Eu não ajudo a minha mulher a estender ou a dobrar a roupa, porque também é roupa minha e dos meus filhos.
Eu não sou uma ajuda em casa, sou parte da casa. E no que diz respeito a elogiar, perguntei ao meu amigo quando é que foi a última vez que, depois da sua mulher acabar de limpar a casa, tratar da roupa, mudar os lençóis da cama, dar banho aos filhos, cozinhar, organizar, etc., ele lhe tinha dito obrigado?
Mas um obrigado do tipo: wow!!! Minha querida esposa! Você é fantástica!!!
Isso te parece absurdo? Está te parecendo estranho? Quando você, uma vez na vida, limpou o chão, você esperava no mínimo um prêmio de excelência com muita glória… Porquê? Nunca pensou nisso, amigo?
Talvez porque para você é um dado adquirido que tudo seja tarefa dela?
Talvez você se tenha habituado a que tudo isto seja feito sem que você tenha de mexer um dedo?
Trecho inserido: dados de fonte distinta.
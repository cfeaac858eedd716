use std::path::PathBuf;
use std::time::Duration;

/// Configuration for the cached HTTP client.
///
/// Explicitly constructed at the composition root and threaded down; the
/// only environment lookup is `ALLOW_RECORD`, which gates live recording.
#[derive(Debug, Clone)]
pub struct FetchConfig {
    /// Cassette directory, conventionally `.cache/api/` under the workspace.
    pub cache_dir: PathBuf,
    /// When false, a cache miss may go live (subject to `allow_record`).
    pub offline: bool,
    /// One live call per missing key is permitted when set.
    pub allow_record: bool,
    /// Retries after the first attempt, for transient failures only.
    pub max_retries: u32,
    pub base_delay: Duration,
    pub max_delay: Duration,
    pub timeout: Duration,
}

impl FetchConfig {
    pub fn new(cache_dir: impl Into<PathBuf>) -> Self {
        Self {
            cache_dir: cache_dir.into(),
            offline: true,
            allow_record: false,
            max_retries: 3,
            base_delay: Duration::from_millis(200),
            max_delay: Duration::from_secs(10),
            timeout: Duration::from_secs(30),
        }
    }

    /// Honor `ALLOW_RECORD` from the environment; everything else keeps the
    /// offline defaults.
    pub fn from_env(cache_dir: impl Into<PathBuf>) -> Self {
        let allow_record = std::env::var_os("ALLOW_RECORD").is_some_and(|v| !v.is_empty());
        Self {
            allow_record,
            offline: !allow_record,
            ..Self::new(cache_dir)
        }
    }

    pub fn with_recording(mut self, allow: bool) -> Self {
        self.allow_record = allow;
        self.offline = !allow;
        self
    }
}

#[cfg(test)]
mod tests {
    use super::*;

    #[test]
    fn defaults_are_offline() {
        let cfg = FetchConfig::new("/tmp/cache");
        assert!(cfg.offline);
        assert!(!cfg.allow_record);
        assert_eq!(cfg.max_retries, 3);
    }

    #[test]
    fn with_recording_flips_offline() {
        let cfg = FetchConfig::new("/tmp/cache").with_recording(true);
        assert!(!cfg.offline);
        assert!(cfg.allow_record);
    }
}
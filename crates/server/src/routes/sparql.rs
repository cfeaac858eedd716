//! `/v1/sparql` - template-allowlisted SPARQL only.
//!
//! The request names a registered template and an IRI parameter; raw query
//! strings are rejected at the type level by simply not having a field for
//! them.

use std::sync::Arc;

use axum::extract::State;
use axum::response::IntoResponse;
use axum::Json;
use serde::Deserialize;
use serde_json::json;

use crate::error::{ApiError, ApiResult};
use crate::state::AppState;

#[derive(Debug, Deserialize)]
#[serde(deny_unknown_fields)]
pub struct SparqlRequest {
    pub template: String,
    pub iri: String,
}

pub async fn sparql(
    State(state): State<Arc<AppState>>,
    Json(request): Json<SparqlRequest>,
) -> ApiResult<impl IntoResponse> {
    let Some(client) = &state.sparql else {
        return Err(ApiError::Upstream("sparql endpoint unconfigured".into()));
    };
    let graph = state
        .graph_iri()
        .ok_or_else(|| ApiError::Upstream("no approved kg snapshot".into()))?;

    let query = kg::render_template(&request.template, &graph, &request.iri)?;
    let body = client.query(&query).await?;

    Ok(Json(json!({
        "template": request.template,
        "graph": graph,
        "results": body,
    })))
}
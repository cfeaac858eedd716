//! Content-addressed response cassettes.
//!
//! A cassette is one recorded HTTP response, stored as canonical JSON at
//! `<cache_dir>/<key>.json` where `key` is the SHA-256 of the request
//! fingerprint. Authorization-bearing headers never enter the fingerprint,
//! and the shared redaction pass scrubs headers and text bodies before the
//! bytes reach disk.

use std::collections::BTreeMap;
use std::fs;
use std::path::{Path, PathBuf};

use base64::Engine as _;
use governance::{redact_text, sha256_hex};
use serde::{Deserialize, Serialize};

use crate::error::FetchError;

// Headers excluded from key derivation and scrubbed from stored cassettes.
const SECRET_HEADERS: [&str; 5] = [
    "authorization",
    "proxy-authorization",
    "x-api-key",
    "api-key",
    "subscription-key",
];

#[derive(Debug, Clone, Serialize, Deserialize)]
pub struct Cassette {
    pub status: u16,
    pub headers: BTreeMap<String, String>,
    /// UTF-8 body after redaction; binary bodies use `body_b64` instead.
    #[serde(default, skip_serializing_if = "Option::is_none")]
    pub body: Option<String>,
    #[serde(default, skip_serializing_if = "Option::is_none")]
    pub body_b64: Option<String>,
}

impl Cassette {
    pub fn from_parts(status: u16, headers: &BTreeMap<String, String>, body: &[u8]) -> Self {
        let headers = headers
            .iter()
            .filter(|(name, _)| !is_secret_header(name))
            .map(|(name, value)| (name.to_ascii_lowercase(), redact_text(value)))
            .collect();
        match std::str::from_utf8(body) {
            Ok(text) => Self {
                status,
                headers,
                body: Some(redact_text(text)),
                body_b64: None,
            },
            Err(_) => Self {
                status,
                headers,
                body: None,
                body_b64: Some(base64::engine::general_purpose::STANDARD.encode(body)),
            },
        }
    }

    pub fn body_bytes(&self) -> Result<Vec<u8>, FetchError> {
        if let Some(text) = &self.body {
            return Ok(text.as_bytes().to_vec());
        }
        if let Some(b64) = &self.body_b64 {
            return base64::engine::general_purpose::STANDARD
                .decode(b64)
                .map_err(|e| FetchError::Transport(format!("cassette body: {e}")));
        }
        Ok(Vec::new())
    }
}

/// Disk store for cassettes, keyed by request fingerprint.
pub struct CassetteStore {
    dir: PathBuf,
}

impl CassetteStore {
    pub fn new(dir: impl Into<PathBuf>) -> Self {
        Self { dir: dir.into() }
    }

    /// Derive the content-address for a request. Headers are sorted by name
    /// and secret-bearing ones are skipped entirely, so a rotated credential
    /// replays against the same cassette.
    pub fn key(method: &str, url: &str, headers: &BTreeMap<String, String>, body: &[u8]) -> String {
        let mut material = Vec::new();
        material.extend_from_slice(method.to_ascii_uppercase().as_bytes());
        material.push(b'\n');
        material.extend_from_slice(url.as_bytes());
        material.push(b'\n');
        for (name, value) in headers {
            if is_secret_header(name) {
                continue;
            }
            material.extend_from_slice(name.to_ascii_lowercase().as_bytes());
            material.push(b':');
            material.extend_from_slice(value.as_bytes());
            material.push(b'\n');
        }
        material.extend_from_slice(body);
        sha256_hex(&material)
    }

    pub fn path_for(&self, key: &str) -> PathBuf {
        self.dir.join(format!("{key}.json"))
    }

    pub fn load(&self, key: &str) -> Result<Option<Cassette>, FetchError> {
        let path = self.path_for(key);
        match fs::read(&path) {
            Ok(bytes) => Ok(Some(serde_json::from_slice(&bytes)?)),
            Err(e) if e.kind() == std::io::ErrorKind::NotFound => Ok(None),
            Err(e) => Err(e.into()),
        }
    }

    pub fn store(&self, key: &str, cassette: &Cassette) -> Result<PathBuf, FetchError> {
        fs::create_dir_all(&self.dir)?;
        let path = self.path_for(key);
        fs::write(&path, serde_json::to_vec_pretty(cassette)?)?;
        Ok(path)
    }

    pub fn dir(&self) -> &Path {
        &self.dir
    }
}

fn is_secret_header(name: &str) -> bool {
    let lower = name.to_ascii_lowercase();
    SECRET_HEADERS.contains(&lower.as_str())
}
Então elogia-a como você queria ser elogiado, da mesma forma, com a mesma intensidade. Dá uma mão, se comporte como um verdadeiro companheiro, não como um hóspede que só vem comer, dormir, tomar banho… Sinta-se em casa. Na sua casa.

(Texto escrito por um Homem, autor desconhecido.)


E vocês, o que pensam sobre o assunto? Deixe aqui sua opinião!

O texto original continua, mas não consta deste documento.